Quentin Deranque war Neugetaufter und praktizierender Katholik. Das macht ihn nicht automatisch zum Märtyrer. Aber seine Ermordung durch Antifa-Schläger im Kontext einer Demonstration geht auf das Konto einer radikalen, nihilistischen Linken, die seit Jahren gegen alles kämpft, was nicht in ihr Weltbild passt. Immer wieder kommt es im Kontext linksextremer Demonstrationen zu gewaltsamen Ausschreitungen gegen Andersdenkende.

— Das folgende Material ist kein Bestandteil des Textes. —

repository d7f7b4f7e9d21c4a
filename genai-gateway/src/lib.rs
pub mod config;
pub mod handlers;
pub mod models;
pub mod services;
pub mod startup;
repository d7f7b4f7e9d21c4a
pub mod completion;
pub mod metrics;
pub mod providers;

pub use completion::CompletionService;
//! Prometheus metrics for genai-gateway.

use prometheus::{
    Encoder, Histogram, HistogramOpts, IntCounterVec, Opts, Registry, TextEncoder,
};
use service_core::error::AppError;
use std::sync::OnceLock;
use std::time::Duration;

pub struct GatewayMetrics {
    registry: Registry,
    requests_total: IntCounterVec,
    provider_latency: Histogram,
    provider_errors: IntCounterVec,
}

static METRICS: OnceLock<GatewayMetrics> = OnceLock::new();

impl GatewayMetrics {
    fn new() -> Self {
        let registry = Registry::new();

        let requests_total = IntCounterVec::new(
            Opts::new("genai_requests_total", "Total number of generation requests"),
            &["outcome"],
        )
        .expect("metric can be created");

        let provider_latency = Histogram::with_opts(
            HistogramOpts::new(
                "genai_provider_latency_seconds",
                "Upstream provider call latency in seconds",
            )
            .buckets(vec![0.1, 0.25, 0.5, 1.0, 2.5, 5.0, 10.0, 30.0, 60.0]),
        )
        .expect("metric can be created");

        let provider_errors = IntCounterVec::new(
            Opts::new(
                "genai_provider_errors_total",
                "Total number of failed provider calls",
            ),
            &["kind"],
        )
        .expect("metric can be created");

        registry
            .register(Box::new(requests_total.clone()))
            .expect("collector can be registered");
        registry
            .register(Box::new(provider_latency.clone()))
            .expect("collector can be registered");
        registry
            .register(Box::new(provider_errors.clone()))
            .expect("collector can be registered");

        Self {
            registry,
            requests_total,
            provider_latency,
            provider_errors,
        }
    }
}

/// Initialize all metrics. Safe to call more than once.
pub fn init_metrics() -> &'static GatewayMetrics {
    METRICS.get_or_init(GatewayMetrics::new)
}

/// Records one provider call; `error_kind` is `None` on success.
pub fn observe_provider_call(elapsed: Duration, error_kind: Option<&str>) {
    let metrics = init_metrics();
    metrics.provider_latency.observe(elapsed.as_secs_f64());

    let outcome = match error_kind {
        Some(kind) => {
            metrics.provider_errors.with_label_values(&[kind]).inc();
            "error"
        }
        None => "success",
    };
    metrics.requests_total.with_label_values(&[outcome]).inc();
}

/// Counts a request rejected before the provider was called.
pub fn record_invalid_request() {
    init_metrics()
        .requests_total
        .with_label_values(&["invalid"])
        .inc();
}

/// Renders the registry in the Prometheus text format.
pub fn gather() -> Result<String, AppError> {
    let metric_families = init_metrics().registry.gather();
    let mut buffer = Vec::new();
    TextEncoder::new()
        .encode(&metric_families, &mut buffer)
        .map_err(|e| AppError::InternalError(anyhow::anyhow!("Failed to encode metrics: {}", e)))?;

    String::from_utf8(buffer)
        .map_err(|e| AppError::InternalError(anyhow::anyhow!("Metrics are not UTF-8: {}", e)))
}
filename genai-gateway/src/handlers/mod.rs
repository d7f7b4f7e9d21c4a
//! HTTP handlers for the generative AI gateway.

pub mod generate;
pub mod health;
pub mod metrics;

use axum::http::{StatusCode, Uri};
use service_core::error::AppError;

/// Fallback for unknown routes, so they get the same envelope as every other error.
pub async fn not_found(uri: Uri) -> AppError {
    AppError::api(
        StatusCode::NOT_FOUND,
        "Not Found",
        format!("No route for {}", uri.path()),
    )
}
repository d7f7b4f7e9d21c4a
//! Integration tests against a spawned gateway.
//!
//! The gateway runs without a Groq credential, the way a misconfigured
//! deployment would.

use genai_gateway::config::{GatewayConfig, GroqConfig};
use genai_gateway::startup::Application;
use reqwest::Client;
use service_core::config::Config as CoreConfig;
use std::time::Duration;

/// Spawn the application on a random port and return the port number.
async fn spawn_app() -> u16 {
    let config = GatewayConfig {
        common: CoreConfig {
            port: 0,
            ..CoreConfig::default()
        },
        groq: GroqConfig::default(),
    };

    let app = Application::build(config)
        .await
        .expect("Failed to build application");

    let port = app.port();

    tokio::spawn(async move {
        let _ = app.run_until_stopped().await;
    });

    // Wait for the server to accept connections
    let client = Client::new();
    let health_url = format!("http://127.0.0.1:{}/generative-ai/health", port);
    for _ in 0..50 {
        if client.get(&health_url).send().await.is_ok() {
            break;
        }
        tokio::time::sleep(Duration::from_millis(50)).await;
    }

    port
}

#[tokio::test]
async fn health_check_returns_ok_without_credential() {
    let port = spawn_app().await;
    let client = Client::new();

    let response = client
        .get(format!("http://127.0.0.1:{}/generative-ai/health", port))
        .timeout(Duration::from_secs(5))
        .send()
        .await
        .expect("Failed to send request");

    assert_eq!(response.status().as_u16(), 200);

    let body: serde_json::Value = response.json().await.expect("Failed to parse JSON");
    assert_eq!(body, serde_json::json!({ "status": "OK Generative AI" }));
}

#[tokio::test]
async fn generate_fails_with_500_without_credential() {
    let port = spawn_app().await;
    let client = Client::new();

    let response = client
        .post(format!("http://127.0.0.1:{}/generative-ai/generate", port))
        .json(&serde_json::json!({ "prompt": "Test prompt" }))
        .timeout(Duration::from_secs(5))
        .send()
        .await
        .expect("Failed to send request");

    assert_eq!(response.status().as_u16(), 500);

    let body: serde_json::Value = response.json().await.expect("Failed to parse JSON");
    assert!(body["details"]
        .as_str()
        .unwrap()
        .contains("Error generating response"));
    assert_eq!(body["version"], "1.0");
}

#[tokio::test]
async fn validation_errors_are_400_over_the_wire() {
    let port = spawn_app().await;
    let client = Client::new();

    let response = client
        .post(format!("http://127.0.0.1:{}/generative-ai/generate", port))
        .json(&serde_json::json!({}))
        .timeout(Duration::from_secs(5))
        .send()
        .await
        .expect("Failed to send request");

    assert_eq!(response.status().as_u16(), 400);

    let body: serde_json::Value = response.json().await.expect("Failed to parse JSON");
    assert_eq!(body["message"], "Validation Error");
    assert_eq!(body["details"][0]["location"][1], "prompt");
}
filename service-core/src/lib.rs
//! service-core: Shared infrastructure for the generative AI gateway.
pub mod config;
pub mod error;
pub mod extract;
pub mod middleware;
pub mod observability;

pub use async_trait;
pub use axum;
pub use serde;
pub use serde_json;
pub use tokio;
pub use tower;
pub use tower_http;
pub use tracing;
pub use validator;
use axum::http::HeaderValue;
use axum::{extract::Request, middleware::Next, response::Response};
use uuid::Uuid;

pub const REQUEST_ID_HEADER: &str = "x-request-id";

/// Ensures every request and response carries an `x-request-id`, generating one when absent.
pub async fn request_id_middleware(mut req: Request, next: Next) -> Response {
    let request_id = req
        .headers()
        .get(REQUEST_ID_HEADER)
        .and_then(|h| h.to_str().ok())
        .map(|s| s.to_string())
        .unwrap_or_else(|| Uuid::new_v4().to_string());

    if let Ok(header_value) = HeaderValue::from_str(&request_id) {
        req.headers_mut().insert(REQUEST_ID_HEADER, header_value);
    }

    let mut response = next.run(req).await;

    if let Ok(header_value) = HeaderValue::from_str(&request_id) {
        response
            .headers_mut()
            .insert(REQUEST_ID_HEADER, header_value);
    }

    response
}

/// Span factory for `TraceLayer::make_span_with`.
pub fn make_request_span<B>(request: &axum::http::Request<B>) -> tracing::Span {
    let request_id = request
        .headers()
        .get(REQUEST_ID_HEADER)
        .and_then(|value| value.to_str().ok())
        .unwrap_or("-");

    tracing::info_span!(
        "http_request",
        request_id = %request_id,
        method = %request.method(),
        uri = %request.uri(),
        version = ?request.version(),
    )
}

Deutschsprachige Medien beeilten sich, den Ermordeten mir nichts, dir nichts als Rechtsextremen zu bezeichnen – wohl wissend, dass im Kopf des Lesers damit das Bild eines leicht minderbemittelten, Springerstiefel tragenden, glatzköpfigen Raufboldes entsteht, der es vielleicht irgendwie nicht anders verdient hat –, ohne sich im Entferntesten für die Positionen und Beweggründe des Opfers zu interessieren. Und ja, es wäre bequem, den Vorfall als gewaltsames Aufeinanderprallen der Extreme abzutun, wie Friedrich Merz es auch schon mit den doch sehr einseitig linksextremen Ausschreitungen anlässlich der Neugründung der AfD-Jugendorganisation in Gießen tat. Dass es sich im Fall Deranque mitnichten um eine Straßenschlacht im Stil der Weimarer Republik, stattdessen aber um willentliche Tötung durch gezielte Schläge gegen den Kopf handelte, hat mittlerweile die französische Staatsanwaltschaft höchstoffiziell festgestellt.
Am Tod von Quentin Deranque gibt es viele Mitschuldige. Denn man braucht seinen Überzeugungen nicht zustimmen, aber in einer Demokratie muss man sie aushalten. Man muss es auch aushalten, dass junge Frauen wie die vom Kollektiv Nemesis lautstark darauf hinweisen, was eine zunehmende Islamisierung und unkontrollierte Massenimmigration für die Sicherheit und Freiheit von Frauen und Mädchen sowie für das Fortbestehen der eigenen Kultur bedeutet. Und: Selbst in der radikal laizistischen Republik Frankreich müssen säkularisierte Bürger es friedlich ertragen, dass andere in Gott die Quelle von Gesetz, Ordnung und Moral erkennen.
Gegen vermeintliche Faschisten sind dann alle Mittel erlaubt
Für Teile der radikalen französischen Linken besteht aber zwischen praktiziertem Christentum und Faschismus kein großer Unterschied: „Ni Dieu ni Maître“ („Weder Gott noch Herr“) ist nicht nur die historische Parole des Anarchismus, sondern bis heute in linksextremen Kreisen beliebter Wahlspruch. Die Ablehnung von Homo-„Ehe“ und Abtreibung, der Einsatz für die natürliche Familie von Vater, Mutter und Kind, der Wunsch, französische Kultur und Traditionen zu bewahren und an die nächste Generation weiterzugeben, all das gilt für diese Bewegung als faschistisch und mit allen Mitteln zu bekämpfen. Aber die parlamentarische Linke des äußeren Randes lässt rhetorisch immer wieder durchscheinen, dass im Kampf gegen „Faschisten“ alle Mittel erlaubt sind. Viel zu oft zeigte sie sich nachsichtig gegenüber Gewalt gegen Personen, die gewaltlos ihre Meinung äußern. Viel zu lange wurden auch in Frankreich nicht-linke Positionen in die faschistische Ecke gestellt.
Vielleicht kommt der Tag, an dem auch die extreme Linke Gott auf Knien dafür dankt, dass sie es nicht geschafft hat, das Christentum auszurotten. Denn würde es nach Antifa-Logik gehen, müsste auf den Wind der Ermordung der Sturm der Vergeltung folgen. Quentins Unterstützer reagieren aber mit Rosenkranzgebet statt mit Rache. Seine Freunde rufen dazu auf, für die Bekehrung seiner Mörder zu beten. Verzeihen ist so ungefähr die schwerste christliche Tugendübung, denn sie beinhaltet, den eigenen Gerechtigkeitssinn zu transzendieren und ein Unrecht auch dann auszuhalten, wenn keine Wiedergutmachung erfolgt. Am Ende wird genau das den Unterschied machen zwischen einer Gesellschaft, die in Barbarei versinkt, und einer, die die Kraft zu geistig-kultureller Erneuerung findet.